How to Choose the Right LLM in 2026
With 10+ frontier models available, choosing the right LLM for your project depends on five key factors: cost, context window, capabilities, performance, and vendor ecosystem. Use the comparison tool above to evaluate models across these dimensions simultaneously.
For Cost-Sensitive Apps
Choose GPT-4o mini ($0.15/M) or Gemini 2.0 Flash ($0.10/M) for high-volume tasks. DeepSeek V3 ($0.27/M) offers the best value for Chinese language workloads.
For Long Documents
Gemini 1.5 Pro (2M context) processes entire codebases or books. Claude 3.5 Sonnet (200K) is better for nuanced analysis of medium-length documents.
For Coding & Development
Claude 3.5 Sonnet leads in coding benchmarks. GPT-4o is a strong all-rounder. o1 excels at complex algorithmic challenges.
For Multimodal (Vision)
GPT-4o and Gemini 2.0 Flash offer the best price-to-vision ratio. Claude 3.5 Sonnet excels at complex image analysis and OCR.
Model Tier Guide
Most capable models (GPT-4o, Claude 3.5 Sonnet, Gemini 1.5 Pro, DeepSeek V3). Best quality, highest cost. Use for production-critical tasks.
Optimized for speed and cost (GPT-4o mini, Claude 3.5 Haiku, Gemini 2.0 Flash, Llama 3.1 70B). Best for high-volume, latency-sensitive applications.
Deep thinking models (o1, o1 mini). Best for complex math, science, and multi-step problems. Higher latency and cost, but superior accuracy on hard tasks.
FAQ
Which LLM has the largest context window in 2026?

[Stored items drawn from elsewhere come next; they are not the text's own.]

//! Replica Network Protocol
//!
//! Defines the internal API endpoints and Data Transfer Objects (DTOs) used
//! for node-to-node communication: the two-phase write RPCs, dirty reads,
//! and the administrative topology RPCs.
//!
//! These structures are serialized as JSON and sent over HTTP. Reply
//! statuses are data, not transport errors: a replica always answers with a
//! structured status, and only an unreachable node or a malformed request
//! shows up as an HTTP-level failure.

use super::types::{ExtendStatus, Key, LockStatus, ReleaseLockStatus, ReleaseStatus, Tag, Value};
use crate::cluster::types::{Membership, NodeId};
use serde::{Deserialize, Serialize};

// --- Internal endpoints (node-to-node) ---

/// Phase 1: acquire the per-key write lock.
pub const ENDPOINT_GET_WRITE_LOCK: &str = "/internal/get_write_lock";
/// Abort path: drop a phase-1 lock that will not be committed.
pub const ENDPOINT_RELEASE_WRITE_LOCK: &str = "/internal/release_write_lock";
/// Phase 2: commit a value.
pub const ENDPOINT_WRITE: &str = "/internal/write";
/// Phase 2: delete a value (ownership proven by value equality).
pub const ENDPOINT_RELEASE: &str = "/internal/release";
/// Phase 2: renew (or install) a lease.
pub const ENDPOINT_EXTEND_LEASE: &str = "/internal/extend_lease";
/// Replace the primary/replica sets wholesale.
pub const ENDPOINT_SET_NODES: &str = "/internal/set_nodes";
/// Replace the quorum size.
pub const ENDPOINT_SET_W: &str = "/internal/set_w";
/// Remove one node from the primary set.
pub const ENDPOINT_REMOVE_NODE: &str = "/internal/remove_node";
/// Read the local topology view.
pub const ENDPOINT_GET_NODES: &str = "/internal/get_nodes";
/// Inspect locks, store contents, and sweep counters.
pub const ENDPOINT_DEBUG: &str = "/internal/debug";
/// Local uncoordinated read.
pub const ENDPOINT_READ: &str = "/read";

// --- Data Transfer Objects ---

#[derive(Debug, Clone, Serialize, Deserialize)]
pub struct GetWriteLockRequest {
    pub key: Key,
    /// The value the entry must currently hold, or `None` to require that
    /// the key is absent.
    pub expected: Option<Value>,
    pub tag: Tag,
}

#[derive(Debug, Serialize, Deserialize)]
pub struct GetWriteLockReply {
    pub status: LockStatus,
}

#[derive(Debug, Clone, Serialize, Deserialize)]
pub struct ReleaseWriteLockRequest {
    pub tag: Tag,
}

#[derive(Debug, Serialize, Deserialize)]
pub struct ReleaseWriteLockReply {
    pub status: ReleaseLockStatus,
}

#[derive(Debug, Clone, Serialize, Deserialize)]
pub struct WriteRequest {
    pub tag: Tag,
    pub key: Key,
    pub value: Value,
    pub lease_length_ms: u64,
}

#[derive(Debug, Clone, Serialize, Deserialize)]
pub struct ReleaseRequest {
    pub key: Key,
    pub value: Value,
    pub tag: Tag,
}

#[derive(Debug, Serialize, Deserialize)]
pub struct ReleaseReply {
    pub status: ReleaseStatus,
}

#[derive(Debug, Clone, Serialize, Deserialize)]
pub struct ExtendLeaseRequest {
    pub tag: Tag,
    pub key: Key,
    pub value: Value,
    pub extend_length_ms: u64,
}

#[derive(Debug, Serialize, Deserialize)]
pub struct ExtendLeaseReply {
    pub status: ExtendStatus,
}

#[derive(Debug, Clone, Serialize, Deserialize)]
pub struct SetNodesRequest {
    pub primaries: Vec<NodeId>,
    pub replicas: Vec<NodeId>,
}

#[derive(Debug, Clone, Serialize, Deserialize)]
pub struct SetWRequest {
    pub w: usize,
}

#[derive(Debug, Clone, Serialize, Deserialize)]
pub struct RemoveNodeRequest {
    pub node: NodeId,
    /// Set on the one-hop call back to the removed node, so the removal does
    /// not recurse forever between the two.
    pub reciprocal: bool,
}

/// Plain acknowledgment for operations whose only outcome is OK.
#[derive(Debug, Serialize, Deserialize)]
pub struct AckReply {
    pub ok: bool,
}

#[derive(Debug, Serialize, Deserialize)]
pub struct GetNodesReply {
    pub membership: Membership,
}

#[derive(Debug, Serialize, Deserialize)]
pub struct DirtyReadReply {
    /// The locally stored value; `None` when the key is unknown here.
    pub value: Option<Value>,
}

#[derive(Debug, Clone, Serialize, Deserialize)]
pub struct LockInfo {
    pub tag: Tag,
    pub key: Key,
    pub acquired_ms: u64,
}

#[derive(Debug, Clone, Serialize, Deserialize)]
pub struct StoreInfo {
    pub key: Key,
    pub value: Value,
    pub lease_expiry_ms: u64,
}

/// Full observable state of a replica, for debugging and tests.
#[derive(Debug, Serialize, Deserialize)]
pub struct DebugStateReply {
    pub locks: Vec<LockInfo>,
    pub store: Vec<StoreInfo>,
    pub lock_sweeps: u64,
    pub lease_sweeps: u64,
}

Gemini 1.5 Pro has the largest context window at 2 million tokens, followed by Gemini 2.0 Flash at 1 million tokens. For comparison, GPT-4o and Claude 3.5 Sonnet both support 128K-200K tokens. A larger context window allows processing entire books, codebases, or hours of video in a single request.

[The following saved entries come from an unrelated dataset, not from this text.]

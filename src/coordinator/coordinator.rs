use super::protocol::WriteSummary;
use crate::cluster::types::{Membership, NodeId};
use crate::replica::handle::ReplicaHandle;
use crate::replica::protocol::{
    AckReply, ENDPOINT_EXTEND_LEASE, ENDPOINT_GET_WRITE_LOCK, ENDPOINT_RELEASE,
    ENDPOINT_RELEASE_WRITE_LOCK, ENDPOINT_REMOVE_NODE, ENDPOINT_SET_NODES, ENDPOINT_SET_W,
    ENDPOINT_WRITE, ExtendLeaseReply, ExtendLeaseRequest, GetWriteLockReply, GetWriteLockRequest,
    ReleaseReply, ReleaseRequest, ReleaseWriteLockReply, ReleaseWriteLockRequest,
    RemoveNodeRequest, SetNodesRequest, SetWRequest, WriteRequest,
};
use crate::replica::types::{Key, RPC_DEADLINE, Tag, Value};

use anyhow::Result;
use futures::future::join_all;
use serde::Serialize;
use serde::de::DeserializeOwned;
use thiserror::Error;

/// The single client-visible failure: phase 1 did not reach W OKs.
#[derive(Debug, Error)]
pub enum CoordinatorError {
    #[error("quorum not reached: need {needed}, got {got}")]
    NoQuorum { needed: usize, got: usize },
}

pub struct Coordinator {
    self_id: NodeId,
    replica: ReplicaHandle,
    http: reqwest::Client,
}

impl Coordinator {
    pub fn new(self_id: NodeId, replica: ReplicaHandle) -> Self {
        Self {
            self_id,
            replica,
            http: reqwest::Client::new(),
        }
    }

    pub fn self_id(&self) -> &NodeId {
        &self.self_id
    }

    /// Create-if-absent write. Phase 1 requires the key to be missing on
    /// each voting primary, so an existing key fails the precondition and
    /// (usually) the quorum.
    pub async fn lock(
        &self,
        key: Key,
        value: Value,
        lease_length_ms: u64,
    ) -> Result<WriteSummary, CoordinatorError> {
        let membership = self.replica.get_nodes().await;
        let tag = Tag::mint();

        let voted = self.acquire_quorum(&membership, &key, None, &tag).await?;

        let request = WriteRequest {
            tag,
            key,
            value,
            lease_length_ms,
        };
        let replies = self
            .broadcast::<_, AckReply>(&membership.all_members(), ENDPOINT_WRITE, &request)
            .await;
        let committed = replies
            .iter()
            .filter(|(_, reply)| matches!(reply, Some(ack) if ack.ok))
            .count();

        tracing::debug!(
            "Committed {} with {}/{} votes, {} commit ack(s)",
            request.key,
            voted,
            membership.primaries.len(),
            committed
        );

        Ok(WriteSummary {
            w: membership.w,
            voted,
            committed,
        })
    }

    /// Delete. Phase 1 proves ownership by requiring the stored value to
    /// equal `value` on each voting primary.
    pub async fn release(
        &self,
        key: Key,
        value: Value,
    ) -> Result<WriteSummary, CoordinatorError> {
        let membership = self.replica.get_nodes().await;
        let tag = Tag::mint();

        let voted = self
            .acquire_quorum(&membership, &key, Some(value.clone()), &tag)
            .await?;

        let request = ReleaseRequest { key, value, tag };
        let replies = self
            .broadcast::<_, ReleaseReply>(&membership.all_members(), ENDPOINT_RELEASE, &request)
            .await;
        let committed = replies
            .iter()
            .filter(|(_, reply)| matches!(reply, Some(r) if r.status.is_ok()))
            .count();

        Ok(WriteSummary {
            w: membership.w,
            voted,
            committed,
        })
    }

    /// Renew the lease on an owned key across the cluster. Also the path by
    /// which a late-joining replica receives the entry at all.
    ///
    /// Unlike `write`, a failed `extend_lease` on a node leaves that node's
    /// phase-1 lock unconsumed, so every non-OK phase-2 member gets an
    /// explicit `release_write_lock`. The sweeper would catch those locks
    /// anyway; the cleanup just shortens the window.
    pub async fn extend_lease(
        &self,
        key: Key,
        value: Value,
        extend_length_ms: u64,
    ) -> Result<(), CoordinatorError> {
        let membership = self.replica.get_nodes().await;
        let tag = Tag::mint();

        self.acquire_quorum(&membership, &key, Some(value.clone()), &tag)
            .await?;

        let request = ExtendLeaseRequest {
            tag: tag.clone(),
            key,
            value,
            extend_length_ms,
        };
        let replies = self
            .broadcast::<_, ExtendLeaseReply>(
                &membership.all_members(),
                ENDPOINT_EXTEND_LEASE,
                &request,
            )
            .await;

        let stragglers: Vec<NodeId> = replies
            .into_iter()
            .filter(|(_, reply)| !matches!(reply, Some(r) if r.status.is_ok()))
            .map(|(node, _)| node)
            .collect();
        if !stragglers.is_empty() {
            tracing::warn!(
                "Lease extension missed {} node(s); releasing their locks",
                stragglers.len()
            );
            self.abort_locks(&stragglers, &tag).await;
        }

        Ok(())
    }

    /// Install the primary/replica sets on every node in `cluster`.
    /// Topology installs are administrative and must land everywhere.
    pub async fn set_nodes(
        &self,
        cluster: &[NodeId],
        primaries: Vec<NodeId>,
        replicas: Vec<NodeId>,
    ) -> Result<()> {
        let request = SetNodesRequest {
            primaries,
            replicas,
        };
        let replies = self
            .broadcast::<_, AckReply>(cluster, ENDPOINT_SET_NODES, &request)
            .await;
        ensure_all_acked(replies, "set_nodes")
    }

    /// Install a new quorum size on every node in `cluster`.
    pub async fn set_w(&self, cluster: &[NodeId], w: usize) -> Result<()> {
        let request = SetWRequest { w };
        let replies = self
            .broadcast::<_, AckReply>(cluster, ENDPOINT_SET_W, &request)
            .await;
        ensure_all_acked(replies, "set_w")
    }

    /// Drop `node` from the local primary set and, unless this call is
    /// itself the reciprocal hop, tell the removed node to drop us too.
    pub async fn remove_node(&self, node: NodeId, reciprocal: bool) -> Result<()> {
        self.replica.remove_node(node.clone()).await;

        if !reciprocal {
            let request = RemoveNodeRequest {
                node: self.self_id.clone(),
                reciprocal: true,
            };
            if self
                .post_rpc::<_, AckReply>(&node, ENDPOINT_REMOVE_NODE, &request)
                .await
                .is_none()
            {
                tracing::warn!(
                    "Removed node {} did not acknowledge the reciprocal removal",
                    node.http_addr()
                );
            }
        }

        Ok(())
    }

    /// Phase 1: lock the key on all primaries and count the OKs.
    ///
    /// On a failed quorum the acquired locks are released best-effort; a
    /// node we cannot reach for the release will drop its lock through the
    /// sweeper within the lock TTL.
    async fn acquire_quorum(
        &self,
        membership: &Membership,
        key: &Key,
        expected: Option<Value>,
        tag: &Tag,
    ) -> Result<usize, CoordinatorError> {
        let request = GetWriteLockRequest {
            key: key.clone(),
            expected,
            tag: tag.clone(),
        };
        let votes = self
            .broadcast::<_, GetWriteLockReply>(
                &membership.primaries,
                ENDPOINT_GET_WRITE_LOCK,
                &request,
            )
            .await;
        let voted = votes
            .iter()
            .filter(|(_, reply)| matches!(reply, Some(r) if r.status.is_ok()))
            .count();

        if voted >= membership.w {
            Ok(voted)
        } else {
            tracing::info!(
                "No quorum for {}: {}/{} primaries voted OK (need {})",
                key,
                voted,
                membership.primaries.len(),
                membership.w
            );
            self.abort_locks(&membership.primaries, tag).await;
            Err(CoordinatorError::NoQuorum {
                needed: membership.w,
                got: voted,
            })
        }
    }

    async fn abort_locks(&self, nodes: &[NodeId], tag: &Tag) {
        let request = ReleaseWriteLockRequest { tag: tag.clone() };
        // Best-effort; replies (Ok or LockExpired alike) mean "released".
        self.broadcast::<_, ReleaseWriteLockReply>(nodes, ENDPOINT_RELEASE_WRITE_LOCK, &request)
            .await;
    }

    /// Fan one request out to every node in parallel, pairing each node
    /// with its reply. `None` covers timeouts, transport errors, and
    /// malformed replies alike; the quorum logic only distinguishes OK
    /// from everything else.
    async fn broadcast<Req, Rep>(
        &self,
        nodes: &[NodeId],
        endpoint: &str,
        request: &Req,
    ) -> Vec<(NodeId, Option<Rep>)>
    where
        Req: Serialize,
        Rep: DeserializeOwned,
    {
        let calls = nodes.iter().map(|node| {
            let node = node.clone();
            async move {
                let reply = self.post_rpc::<Req, Rep>(&node, endpoint, request).await;
                (node, reply)
            }
        });
        join_all(calls).await
    }

    async fn post_rpc<Req, Rep>(&self, node: &NodeId, endpoint: &str, request: &Req) -> Option<Rep>
    where
        Req: Serialize,
        Rep: DeserializeOwned,
    {
        let url = format!("http://{}{}", node.http_addr(), endpoint);
        match self
            .http
            .post(url)
            .json(request)
            .timeout(RPC_DEADLINE)
            .send()
            .await
        {
            Ok(response) if response.status().is_success() => {
                match response.json::<Rep>().await {
                    Ok(reply) => Some(reply),
                    Err(e) => {
                        tracing::warn!(
                            "Malformed reply from {} on {}: {}",
                            node.http_addr(),
                            endpoint,
                            e
                        );
                        None
                    }
                }
            }
            Ok(response) => {
                tracing::warn!(
                    "{} answered {} on {}",
                    node.http_addr(),
                    response.status(),
                    endpoint
                );
                None
            }
            Err(e) => {
                tracing::debug!("{} unreachable on {}: {}", node.http_addr(), endpoint, e);
                None
            }
        }
    }
}

fn ensure_all_acked(replies: Vec<(NodeId, Option<AckReply>)>, operation: &str) -> Result<()> {
    let failed: Vec<String> = replies
        .into_iter()
        .filter(|(_, reply)| !matches!(reply, Some(ack) if ack.ok))
        .map(|(node, _)| node.0)
        .collect();

    if failed.is_empty() {
        Ok(())
    } else {
        anyhow::bail!("{} was not acknowledged by: {}", operation, failed.join(", "))
    }
}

Which AI models support vision capabilities?
As of July 2026, GPT-4o, GPT-4o mini, o1, Claude 3.5 Sonnet, Claude 3.5 Haiku, Gemini 2.0 Flash, and Gemini 1.5 Pro all support vision (image understanding). DeepSeek V3 and Llama 3.1 70B are text-only. If you need vision at low cost, GPT-4o mini and Gemini 2.0 Flash are the most affordable options.
Which LLM is best for coding in 2026?
Claude 3.5 Sonnet is widely considered the best model for coding, with strong performance on SWE-bench and real-world development tasks. GPT-4o is a close second. For budget-conscious developers, DeepSeek V3 offers excellent coding performance at 89% lower cost than GPT-4o. For complex algorithmic problems, o1 provides superior multi-step reasoning.

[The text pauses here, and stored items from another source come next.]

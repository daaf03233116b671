//! Coordinator Network Protocol
//!
//! Client-facing API contracts: the `/kv/*` write operations and the
//! `/admin/*` topology broadcasts. Internal node-to-node DTOs live in
//! `replica::protocol`; these are the shapes external callers see.

use crate::cluster::types::NodeId;
use crate::replica::types::{Key, Value};
use serde::{Deserialize, Serialize};

// --- Public endpoints ---

/// Quorum-coordinated create-if-absent write.
pub const ENDPOINT_KV_LOCK: &str = "/kv/lock";
/// Quorum-coordinated delete (ownership proven by value).
pub const ENDPOINT_KV_RELEASE: &str = "/kv/release";
/// Quorum-coordinated lease renewal.
pub const ENDPOINT_KV_EXTEND_LEASE: &str = "/kv/extend_lease";
/// Broadcast a topology install to a whole cluster.
pub const ENDPOINT_ADMIN_SET_NODES: &str = "/admin/set_nodes";
/// Broadcast a quorum-size change to a whole cluster.
pub const ENDPOINT_ADMIN_SET_W: &str = "/admin/set_w";
/// Remove a node (with the reciprocal hop to the removed node).
pub const ENDPOINT_ADMIN_REMOVE_NODE: &str = "/admin/remove_node";
/// Node and store statistics.
pub const ENDPOINT_HEALTH_STATS: &str = "/health/stats";

// --- Data Transfer Objects ---

/// Outcome of a successful quorum write: the quorum size it was judged
/// against, the phase-1 vote count, and the phase-2 commit count. Committing
/// on fewer than all members is not an error; callers that care can compare
/// `committed` against cluster size themselves.
#[derive(Debug, Clone, Copy, Serialize, Deserialize)]
pub struct WriteSummary {
    pub w: usize,
    pub voted: usize,
    pub committed: usize,
}

#[derive(Debug, Serialize, Deserialize)]
pub struct LockRequest {
    pub key: Key,
    pub value: Value,
    /// Lease length in milliseconds; defaults to `DEFAULT_LEASE_MS`.
    pub lease_length_ms: Option<u64>,
}

#[derive(Debug, Serialize, Deserialize)]
pub struct ReleaseKvRequest {
    pub key: Key,
    pub value: Value,
}

#[derive(Debug, Serialize, Deserialize)]
pub struct ExtendLeaseKvRequest {
    pub key: Key,
    pub value: Value,
    pub lease_length_ms: Option<u64>,
}

#[derive(Debug, Serialize, Deserialize)]
pub struct QuorumWriteResponse {
    pub ok: bool,
    pub w: usize,
    pub voted: usize,
    pub committed: usize,
}

#[derive(Debug, Serialize, Deserialize)]
pub struct NoQuorumResponse {
    pub error: String,
    pub needed: usize,
    pub got: usize,
}

#[derive(Debug, Serialize, Deserialize)]
pub struct AdminAckResponse {
    pub ok: bool,
    /// Present when `ok` is false.
    pub error: Option<String>,
}

#[derive(Debug, Serialize, Deserialize)]
pub struct SetNodesBroadcastRequest {
    /// Every node that must install the new view.
    pub cluster: Vec<NodeId>,
    pub primaries: Vec<NodeId>,
    pub replicas: Vec<NodeId>,
}

#[derive(Debug, Serialize, Deserialize)]
pub struct SetWBroadcastRequest {
    pub cluster: Vec<NodeId>,
    pub w: usize,
}

#[derive(Debug, Serialize, Deserialize)]
pub struct RemoveNodeAdminRequest {
    pub node: NodeId,
}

Can I fine-tune these AI models?
Fine-tuning is available for GPT-4o, GPT-4o mini, and Llama 3.1 70B. OpenAI offers managed fine-tuning through their API. Llama 3.1 70B can be fine-tuned locally or via providers like Together AI and Replicate. Anthropic and Google models currently do not support fine-tuning. For custom use cases, Llama 3.1 70B is the best open-source option.
What is the difference between function calling and JSON mode?
Function calling allows the model to invoke external tools/APIs based on user requests - the model decides which function to call and with what parameters. JSON mode forces the model to output valid JSON. Function calling is more flexible and is needed for agentic workflows (tool use, API orchestration). JSON mode is simpler and sufficient for structured data extraction. GPT-4o, Gemini, DeepSeek, and Llama support both.